Меж тем, стажировка в отделении подошла к концу. Вышел из отпуска кадровик. Надо было заканчивать оформление. Поленившись ехать сам, лейтенант вручив Вовке отношение, отправил его самого. «Спасение утопающих — дело самих утопающих».

Акт психолога дали в заклеенном конверте. Владимира жгло любопытство, предчувствие было плохое, еще тогда на собеседовании. Выход он нашел радикальный. В ларьке купил точно такой же конверт и пользуясь тем, что акт не опечатан, а в надежде на честность кандидата, просто заклеен в конверт, вскрыл его. Увиденное его шокировало: «Группа риска. Не рекомендован». Так значилось в заключении. Почва стала уходить из-под ног. Но Владимир предпочел не сдаваться. Понадеявшись на чудо или русский авось, он как ни в чем ни бывало отвез заключение кадровику. Невинными глазами смотрел на того, пока вскрывался конверт.

Нет, чуда не случилось. Сходу Владимира не отвергли, людей все-таки не хватало. Дня два его вопрос муссировался с вышестоящими начальниками, но никто ответственности на себя брать за человека с улицы не хотел. Приватно объяснили: «Ну самих нас, если кто из Чечни приехал, то на учет ставят. Кабы что не вышло. Считают, что «крыша съехала». А ты вообще пришел со стороны, еще с такой биографией».

Тяжело было расставаться с надеждой, которая помогала ему заниматься тупой и дешевой работенкой.
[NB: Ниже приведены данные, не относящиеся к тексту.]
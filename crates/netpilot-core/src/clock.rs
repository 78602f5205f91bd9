use std::sync::Mutex;
use std::time::{Duration, Instant};

/// Time source for the message queue. Tests drive a [`ManualClock`].
pub trait Clock: Send + Sync {
    fn now(&self) -> Instant;
}

#[derive(Debug, Default, Clone, Copy)]
pub struct SystemClock;

impl Clock for SystemClock {
    fn now(&self) -> Instant {
        Instant::now()
    }
}

#[derive(Debug)]
pub struct ManualClock {
    base: Instant,
    offset: Mutex<Duration>,
}

impl ManualClock {
    pub fn new() -> Self {
        Self {
            base: Instant::now(),
            offset: Mutex::new(Duration::ZERO),
        }
    }

    pub fn advance(&self, by: Duration) {
        let mut offset = self.offset.lock().unwrap_or_else(|e| e.into_inner());
        *offset += by;
    }
}

impl Default for ManualClock {
    fn default() -> Self {
        Self::new()
    }
}

impl Clock for ManualClock {
    fn now(&self) -> Instant {
        let offset = *self.offset.lock().unwrap_or_else(|e| e.into_inner());
        self.base + offset
    }
}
Помогала смиряться с постоянным обманом со стороны хозяев. Порой их открытого презрения к наемным работникам. «Вот-вот и я расстанусь с этим», — думал он когда было совсем туго. Теперь не расстанешься. Привыкай к новому рабству. Живи от подачки до подачки. Как все, кто вокруг тебя. Не лезь со свиным рылом в калачный ряд. Тяжелее всего было не то, что придется остаток жизни влачить в нищете, а полная невозможность реализовать себя. И одиночество. Все возвращалось на круги своя. Как и тогда, давно, еще перед первой войной, он вновь ощутил собственную никчемность и ненужность. В денежном эквиваленте он стоил не много. А эквивалент этот был решающим для окружающих. Он бы смирился с этим, будь один. Тогда можно было замкнуться в своем мирке. Наплевать на все. Жить этаким юродом, как Баклан тот же. Может это и путь. Не зря же на Руси юроды были. Но эта роскошь была не для него. Была же дочь. Хотелось хоть что-то сделать для нее. Нет, не жить для нее, это тоже форма эгоизма, потом требовать от детей преклонения. Я мол, для тебя жил, давай теперь меня люби. А за что? Если по-другому то не умел? Нет, Владимир хотел стать опорой для дочери в жизни. Чтобы помочь ей избежать собственных ошибок. Не дать сломаться, когда будет невмоготу, если такое случится. Но по этой жизни все эти вопросы решали деньги. А их у Владимира не было.